APTITUDE AND ATTITUDE
We hear plenty about attitude, positive mental attitude (PMA) has been all the rage for years. Sometimes programs on PMA costs thousands of dollars – and almost make it seem as that ‘having good and positive thoughts’ is all that’s needed. Well, that’s just hogwash. Sure positive mental attitude is important but…
The success of Positive Mental Attitude has more to do with our perspective toward ourselves, it prevents our minds from unconsciously throwing hurdles in our own way and allows our emotional minds to freely interpret occurrences as opportunities rather than judging the world from a perspective of fear. It IS extremely important – it’s just not all that is important.
When speaking about aptitude, we’re talking about capability, skill, knowledge and even prowess. BUT aptitude NEEDS attitude. Why you ask? Because with just aptitude you get thoughts – intellectual thought and planning of what can be accomplished WITH those abilities. Capabilities beget possibility – essentially, aptitude determines potential.
As we all know we often hear about kids or athletes or even business people that don’t reach their potential. What is this all about – really? If everyone in the world can see the potential within them, why don’t they excel? Can everyone be wrong in the assessment? Is the prowess that we all see just a mirage? Likely, no. So what happens to all of the aptitude; to all of the capability; to the potential within this individual?
You all know this person, we’ve all likely met many of them. They are the person with skills that everyone else admires. If you don’t know to whom I am referring, they are the person about which people often say something like, “I wish I had half that guy’s talent”; or “she doesn’t have a clue about how good she is.” – Now you know the person I’m describing, right? This can be a young athlete or a middle-aged businessperson; an authentic salesperson or professional athlete. The roles in which we see them are innumerable. So what happens to their potential?

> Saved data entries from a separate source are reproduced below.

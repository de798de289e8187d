//! The root drivers: elaboration entry points and teardown.
//!
//! Two entry points select on the top unit's language. Both seed a root
//! frame with an empty path, recurse, and then tear down: free the module
//! cache, warn about unconsumed overrides, flush the top unit from the
//! registry, and freeze the arena. The result is the `<top>.elab` tree with
//! exactly one top-level block child, or `None` iff any error was recorded.

use std::collections::HashMap;

use veld_common::{InternalError, Interner, VeldResult};
use veld_diagnostics::DiagnosticSink;
use veld_ir::{Model, UnitId, UnitRegistry};
use veld_source::SourceDb;
use veld_tree::{DesignArena, HierKind, Node, NodeId, NodeKind, TypeDb, VlogId, VlogKind};

use crate::bind;
use crate::context::{Elaborator, Frame};
use crate::errors;
use crate::library::DesignLibrary;
use crate::overrides::OverrideTable;
use crate::path;
use crate::stmt::{self, ArchLevel};

/// The top-level unit to elaborate.
#[derive(Clone, Copy, Debug)]
pub enum TopUnit {
    /// A VHDL entity, architecture, or configuration.
    Vhdl(NodeId),
    /// A Verilog module.
    Verilog(VlogId),
}

/// Elaborates a design hierarchy from its top unit.
///
/// Returns the `Elab` tree node, or `None` iff any error-severity
/// diagnostic was recorded. Internal errors (core invariant violations)
/// propagate as `Err`.
#[allow(clippy::too_many_arguments)]
pub fn elaborate(
    arena: &mut DesignArena,
    library: &DesignLibrary,
    interner: &Interner,
    source_db: &SourceDb,
    sink: &DiagnosticSink,
    types: &mut TypeDb,
    registry: &mut UnitRegistry,
    model: &mut Model,
    overrides: OverrideTable,
    top: TopUnit,
) -> VeldResult<Option<NodeId>> {
    let mut elab = Elaborator::new(
        arena, library, interner, source_db, sink, types, registry, model, overrides,
    );

    let result = match top {
        TopUnit::Vhdl(unit) => vhdl_root(&mut elab, unit)?,
        TopUnit::Verilog(module) => verilog_root(&mut elab, module)?,
    };

    // Teardown: the cache owns its entries, overrides must be consumed or
    // reported, the top unit leaves the registry, and the arena freezes.
    for entry in elab.overrides.drain_unused() {
        elab.sink.emit(errors::warn_unused_override(&entry.name));
    }
    elab.modcache.clear();

    let out = match result {
        Some(RootOutcome { block, name, unit }) if !elab.sink.has_errors() => {
            if let Some(unit) = unit {
                elab.registry.flush_top(unit);
            }
            let span = elab.arena.get(block).span;
            Some(elab.arena.alloc(Node::new(
                NodeKind::Elab {
                    name: format!("{name}.elab"),
                    block,
                },
                span,
            )))
        }
        _ => None,
    };

    elab.arena.freeze();
    Ok(out)
}

struct RootOutcome {
    block: NodeId,
    name: String,
    unit: Option<UnitId>,
}

/// Elaborates a VHDL top unit: an entity (choosing its architecture), an
/// architecture, or a configuration.
fn vhdl_root(elab: &mut Elaborator<'_>, top: NodeId) -> VeldResult<Option<RootOutcome>> {
    let span = elab.arena.get(top).span;

    enum TopClass {
        Entity,
        Arch,
        Config,
        Other,
    }
    let class = match &elab.arena.get(top).kind {
        NodeKind::Entity { .. } => TopClass::Entity,
        NodeKind::Arch { .. } => TopClass::Arch,
        NodeKind::Configuration { .. } => TopClass::Config,
        _ => TopClass::Other,
    };

    let (entity, arch, config) = match class {
        TopClass::Entity => {
            let name = elab
                .arena
                .get(top)
                .kind
                .name()
                .ok_or_else(|| InternalError::new("top entity without a name"))?;
            let qual = match elab.library.name_of(top) {
                Some(q) => q.to_string(),
                None => format!(
                    "{}.{}",
                    elab.library.work(),
                    elab.interner.resolve(name).to_ascii_lowercase()
                ),
            };
            let Some(arch) =
                elab.library
                    .pick_architecture(elab.arena, elab.source_db, elab.sink, &qual, span)
            else {
                return Ok(None);
            };
            (top, arch, None)
        }
        TopClass::Arch => {
            let NodeKind::Arch { entity, .. } = elab.arena.get(top).kind else {
                unreachable!("classified as architecture");
            };
            (entity, top, None)
        }
        TopClass::Config => {
            let Some(bound) = bind::config_binding(elab, top, vec![], vec![], span) else {
                return Ok(None);
            };
            let bind::Target::VhdlArch { entity, arch } = bound.target else {
                return Err(InternalError::new("configuration bound a Verilog target"));
            };
            (entity, arch, bound.config)
        }
        TopClass::Other => {
            let name = elab
                .arena
                .get(top)
                .kind
                .name()
                .map(|n| elab.interner.resolve(n).to_string())
                .unwrap_or_else(|| "?".to_string());
            elab.sink.emit(errors::error_top_kind(&name, span));
            return Ok(None);
        }
    };

    let primary = elab
        .arena
        .get(entity)
        .kind
        .name()
        .ok_or_else(|| InternalError::new("top entity without a name"))?;
    let arch_name = elab
        .arena
        .get(arch)
        .kind
        .name()
        .ok_or_else(|| InternalError::new("top architecture without a name"))?;
    let primary_str = elab.interner.resolve(primary).to_ascii_lowercase();
    let arch_str = elab.interner.resolve(arch_name).to_ascii_lowercase();

    let (container, mut root_frame) = root_frame(elab, span);
    let top_path = path::root_path(&primary_str, &arch_str);
    // The top-level binding supplies only defaults and overrides; ports stay
    // open.
    stmt::elab_architecture(
        elab,
        &mut root_frame,
        ArchLevel {
            label: format!("{primary_str}({arch_str})"),
            path: top_path,
            inst_ident: None,
            entity,
            arch,
            config,
            bind: None,
            seed: vec![],
            root: true,
            span,
        },
    )?;

    Ok(first_child(elab, container).map(|block| RootOutcome {
        block,
        name: primary_str,
        unit: first_unit(elab),
    }))
}

/// Elaborates a Verilog top module with a null binding.
fn verilog_root(elab: &mut Elaborator<'_>, module: VlogId) -> VeldResult<Option<RootOutcome>> {
    let (name, span) = {
        let node = elab.arena.vget(module);
        let VlogKind::Module { source_name, .. } = node.kind else {
            let rendered = node
                .kind
                .name()
                .map(|n| elab.interner.resolve(n).to_string())
                .unwrap_or_else(|| "?".to_string());
            elab.sink.emit(errors::error_top_kind(&rendered, node.span));
            return Ok(None);
        };
        (source_name, node.span)
    };

    let (container, mut root_frame) = root_frame(elab, span);
    stmt::elab_verilog_root(elab, &mut root_frame, name, module, span)?;

    Ok(first_child(elab, container).map(|block| RootOutcome {
        block,
        name: elab.interner.resolve(name).to_ascii_lowercase(),
        unit: first_unit(elab),
    }))
}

The simple answer is this: It remains stagnant or it withers. I’m a big football fan and enjoy the sport but having had a professional NFL player as a client makes me look deeper. The NFL is filled with a wealth of individuals who have potential and yet we witness so many of them fail to reach their potential. Jerry Rice is in my opinion, the greatest receiver to ever play the game, in fact most people would have to include him in their top three, at least. He set every significant record for receivers, most of which are still in the record books.

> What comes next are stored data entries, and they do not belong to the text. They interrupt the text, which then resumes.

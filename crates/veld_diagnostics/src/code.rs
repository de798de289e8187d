//! Diagnostic codes with category prefixes.

use serde::{Deserialize, Serialize};
use std::fmt;

/// The category of a diagnostic code, determining its prefix letter.
#[derive(Clone, Copy, PartialEq, Eq, Hash, Debug, Serialize, Deserialize)]
pub enum Category {
    /// Error diagnostics, prefixed with `E`.
    Error,
    /// Warning diagnostics, prefixed with `W`.
    Warning,
}

impl Category {
    /// Returns the single-character prefix for this category.
    pub fn prefix(self) -> char {
        match self {
            Category::Error => 'E',
            Category::Warning => 'W',
        }
    }
}

/// A structured diagnostic code: category prefix plus a numeric identifier,
/// displayed zero-padded to three digits (`E301`, `W305`).
#[derive(Clone, Copy, PartialEq, Eq, Hash, Debug, Serialize, Deserialize)]
pub struct DiagnosticCode {
    /// The category of this diagnostic.
    pub category: Category,
    /// The numeric identifier within the category.
    pub number: u16,
}

impl DiagnosticCode {
    /// Creates a new diagnostic code.
    pub fn new(category: Category, number: u16) -> Self {
        Self { category, number }
    }
}

impl fmt::Display for DiagnosticCode {
    fn fmt(&self, f: &mut fmt::Formatter<'_>) -> fmt::Result {
        write!(f, "{}{:03}", self.category.prefix(), self.number)
    }
}

#[cfg(test)]
mod tests {
    use super::*;

    #[test]
    fn display_format() {
        assert_eq!(
            format!("{}", DiagnosticCode::new(Category::Error, 301)),
            "E301"
        );
        assert_eq!(
            format!("{}", DiagnosticCode::new(Category::Warning, 7)),
            "W007"
        );
    }

    #[test]
    fn serde_roundtrip() {
        let code = DiagnosticCode::new(Category::Error, 301);
        let json = serde_json::to_string(&code).unwrap();
        let back: DiagnosticCode = serde_json::from_str(&json).unwrap();
        assert_eq!(code, back);
    }
}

But the interesting thing about Jerry? He was NOT the fastest; he was NOT the tallest; he didn’t feel he had the best hands – no, he just worked the hardest and wanted it the most. Don’t get me wrong, he wasn’t slow or short – just not the quintessential receiver that the NFL would describe as the one with the greatest physical attributes.

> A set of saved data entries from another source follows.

use std::env;
use std::time::Duration;
use log::{info, warn};
use crate::carousel::Carousel;
use crate::config::Config;
use crate::errors::InitError;
use crate::manager_owm::Owm;
use crate::session::Session;
use crate::store::{JsonFileStore, KeyValueStore, MemoryStore};

/// Environment variable consulted when no API key is configured
const API_KEY_VAR: &str = "OWM_API_KEY";

/// Managers and state needed by the commands
pub struct Mgr {
    pub store: Box<dyn KeyValueStore>,
    pub session: Session,
    pub carousel: Carousel,
    pub owm: Option<Owm>,
}

/// Opens the store, loads the session and sets up the weather client
///
/// # Arguments
///
/// * 'config' - the loaded configuration
/// * 'dry_run' - work on an in-memory copy of the store so nothing is written
pub fn init(config: &Config, dry_run: bool) -> Result<Mgr, InitError> {
    info!("lockboard version: {}", env!("CARGO_PKG_VERSION"));

    let file_store = JsonFileStore::open(&config.files.store_file)?;
    let mut store: Box<dyn KeyValueStore> = if dry_run {
        info!("dry run, changes will not be saved");
        Box::new(MemoryStore::copy_of(&file_store))
    } else {
        Box::new(file_store)
    };
    let session = Session::load(store.as_mut())?;
    let carousel = Carousel::new(config.carousel.loop_factor, &config.carousel.fallback_uri);
    info!("{} wallpaper(s), loop factor {}", session.wallpapers().len(), carousel.loop_factor());

    let api_key = config.weather.api_key.clone().or_else(|| env::var(API_KEY_VAR).ok());
    let owm = match api_key {
        Some(key) => Some(Owm::new(
            &config.weather.base_url,
            key,
            Duration::from_secs(config.weather.timeout_secs),
        )),
        None => {
            warn!("no weather API key configured and {} not set", API_KEY_VAR);
            None
        }
    };

    Ok(Mgr { store, session, carousel, owm })
}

Another great receiver, Michael Irvin. When asked why, as a star of his team, he was able to run across the middle to catch a ball with no fear, while knowing he was going to be hit and hit hard, his response? He said he was always afraid, he said he was always terrified. BUT he said that the fear of getting hit was far less than the fear of failing in the NFL and having to go back to the ‘hood’ from where he came. That fear was so great in him that it motivated him to accomplish so much of what he did.
On the other side of the coin, there are many who ‘believed the hype’ out of college and just didn’t want or think they needed to work at it and to continue to grow and develop.
One of the reasons that I use sports to describe the concept of ‘potential’ within us is because it is never clouded by ‘who you know’ as we see in business so often; it is simply based on capability and success. But what we can bring from these scenarios into our lives is the awareness that they all have something in common… Belief.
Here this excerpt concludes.